Schwäbische Zeitung (Bad Waldsee / Aulendorf)
Christopher Froome wächst über sich hinaus
Der britische Tour-Sieger fährt beim Giro d’Italia mit einem 80-Kilometer-Solo allen davon und übernimmt das Rosa Trikot
BARDONECCHIA (SID/dpa) - Nach seinem Solo für die Geschichtsbücher fand Christopher Froome tatsächlich noch Kraft zum Jubeln. Im rosa Konfettiregen verspritzte der neue Spitzenreiter des Giro d'Italia ausgelassen Champagner in die Menge, immer wieder reckte er die Arme in die Höhe und ließ sich für die vielleicht beste Einzelleistung seiner Karriere feiern.
80 Kilometer war Froome im Alleingang allen davongefahren. Insbesondere dem bis dato in der Gesamtwertung führenden Simon Yates, der völlig einbrach und keine Chance mehr auf den Sieg hat. Froome war am berühmten Colle delle Finestre getürmt, er nahm die Anstiege nach Sestriere und ins Ziel nach Bardonecchia ohne jegliche Hilfe in Angriff - und distanzierte dabei auch die letzten verbliebenen Rivalen um Titelverteidiger Tom Dumoulin um über drei Minuten. Froome zeigte ein denkwürdiges Rennen. Es beeindruckte, erstaunte und verwunderte. „Ich glaube, ich habe noch nie 80 Kilometer vor dem Ziel angegriffen. Das war schon sehr speziell“, sagte Froome, der als Vierter der Gesamtwertung in den Tag gestartet war: „Ich habe mich gut gefühlt. Jetzt oder nie - ich musste es versuchen.“Froome riskierte alles. Und wurde belohnt.
Froome hat in seiner Laufbahn kleine und große Siege gefeiert. Er attackierte in Abfahrten und Anstiegen, gewann Zeitfahren, joggte im Gelben Trikot den Mont Ventoux hinauf und krönte sich unter anderem vier Mal zum Sieger der Frankreich-Rundfahrt. Der Erfolg in Bardonecchia ragt dennoch heraus.
Froome verdankt seine Triumphe häufig nicht zuletzt der zermürbenden Vorarbeit seiner überlegenen Sky-Mannschaft. Auch am Freitag war sie in Italien am Erfolg beteiligt. Sky war am Colle delle Finestre in berüchtigter Manier an der Spitze des Feldes vorgeprescht. Während Dumoulin (Niederlande/Sunweb) zunächst noch den Kontakt hielt und erst später abreißen lassen musste, bekam Landsmann Yates (Mitchelton-Scott) im Maglia Rosa umgehend massive Probleme. Sein Rückstand im Ziel betrug 38:51 Minuten. Froome verzichtete bei seinem entscheidenden Antritt auf die übliche Kontrolle durch die Helfer und setzte alles auf eine Karte. Die Attacke war waghalsig und mutig, das Ausmaß ihres Erfolges überraschte.
Der 33-Jährige war beim Giro längst abgeschrieben gewesen. Am berüchtigten Monte Zoncolan hatte er zwar einen Etappensieg gefeiert, doch die gewohnte Dominanz ließ er vermissen. Seine Zweifler wird Froome mit dem Sieg am Freitag nicht besänftigt haben – im Gegenteil. Seit Monaten schwelt die Affäre um seinen auffälligen Dopingtest, der im September 2017 einen unerlaubt hohen Wert des Asthmamittels Salbutamol aufwies. Sein Giro-Start war ein viel diskutiertes Thema, nicht bei allen Fahrern ist seine Präsenz gern gesehen. Das gilt auch für die Fans.
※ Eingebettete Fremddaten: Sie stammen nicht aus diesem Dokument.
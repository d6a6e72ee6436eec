//! Watch subscription lifecycle.
//!
//! A watch worker owns one (task, match) subscription and moves through
//! `Unregistered → Subscribing → Subscribed`. A failed attempt drops back to
//! `Unregistered` and is retried after a fixed backoff for as long as the
//! (task, match) is still listed in the active-watch table and the worker's
//! token is live. Removing the entry turns the next attempt into a no-op exit.

use super::Subscription;
use crate::worker::WorkerHandle;
use dashmap::DashMap;
use parking_lot::Mutex;
use regsync_types::Match;
use std::sync::Arc;
use std::time::Duration;
use tokio_util::sync::CancellationToken;
use tracing::{debug, info, warn};

/// Identity of one watch: the owning task and the match it serves.
#[derive(Debug, Clone, PartialEq, Eq, Hash)]
pub struct WatchKey {
    pub task: String,
    pub rule: Match,
}

impl WatchKey {
    pub fn new(task: impl Into<String>, rule: Match) -> Self {
        Self {
            task: task.into(),
            rule,
        }
    }
}

#[derive(Debug, Clone, Copy, PartialEq, Eq)]
pub enum WatchState {
    Unregistered,
    Subscribing,
    Subscribed,
    /// The worker exited without subscribing (cancelled or removed).
    Stopped,
}

/// Bookkeeping for one active watch.
pub(crate) struct WatchEntry {
    pub(crate) worker: WorkerHandle,
    pub(crate) subscription: Arc<dyn Subscription>,
    pub(crate) state: Arc<Mutex<WatchState>>,
}

pub(crate) type WatchTable = DashMap<WatchKey, WatchEntry>;

/// Drives one subscription until it is established or abandoned.
pub struct WatchWorker {
    key: WatchKey,
    subscription: Arc<dyn Subscription>,
    table: Arc<WatchTable>,
    state: Arc<Mutex<WatchState>>,
    initial_delay: Duration,
    retry_delay: Duration,
}

impl WatchWorker {
    pub(crate) fn new(
        key: WatchKey,
        subscription: Arc<dyn Subscription>,
        table: Arc<WatchTable>,
        state: Arc<Mutex<WatchState>>,
        initial_delay: Duration,
        retry_delay: Duration,
    ) -> Self {
        Self {
            key,
            subscription,
            table,
            state,
            initial_delay,
            retry_delay,
        }
    }

    fn set_state(&self, state: WatchState) {
        *self.state.lock() = state;
    }

    fn stop(&self) -> WatchState {
        self.set_state(WatchState::Stopped);
        WatchState::Stopped
    }

    pub async fn run(self, token: CancellationToken) -> WatchState {
        let mut delay = self.initial_delay;
        loop {
            tokio::select! {
                _ = token.cancelled() => return self.stop(),
                _ = tokio::time::sleep(delay) => {}
            }

            if token.is_cancelled() || !self.table.contains_key(&self.key) {
                debug!(task = %self.key.task, watch = %self.subscription.describe(), "watch no longer active");
                return self.stop();
            }

            self.set_state(WatchState::Subscribing);
            let subscribed = tokio::select! {
                _ = token.cancelled() => return self.stop(),
                ok = self.subscription.subscribe() => ok,
            };

            if subscribed {
                self.set_state(WatchState::Subscribed);
                info!(task = %self.key.task, watch = %self.subscription.describe(), "watch subscribed");
                return WatchState::Subscribed;
            }

            self.set_state(WatchState::Unregistered);
            warn!(
                task = %self.key.task,
                watch = %self.subscription.describe(),
                retry_in_ms = self.retry_delay.as_millis() as u64,
                "watch subscription failed, will retry"
            );
            delay = self.retry_delay;
        }
    }
}

/// One-shot removal of a source subscription.
pub struct UnwatchTask {
    subscription: Arc<dyn Subscription>,
}

impl UnwatchTask {
    pub fn new(subscription: Arc<dyn Subscription>) -> Self {
        Self { subscription }
    }

    pub async fn run(self) {
        debug!(watch = %self.subscription.describe(), "unwatching");
        self.subscription.unsubscribe().await;
    }
}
Sinnbildlich: Kurz nach seiner Attacke rannten Froome zwei als Ärzte verkleidete Zuschauer hinterher - und reckten ihm ein übergroßes Asthmaspray entgegen.
Der offene Ausgang der Affäre ist ein Ärgernis und lässt den Zweifel bei Froome mitfahren. Kritiker dürften sich nach sensationellen Leistungen wie am Freitag bestätigt fühlen.
Froome ließ sich davon nicht beirren. Auf der nächsten anspruchsvollen Bergetappe heute über 214 Kilometer nach Cervinia verteidigt er sein Rosa Trikot. Das will Froome, der seinen zweiten Etappensieg feierte, auch am Sonntag noch tragen. Dann endet die erste große Landesrundfahrt des Jahres in Rom.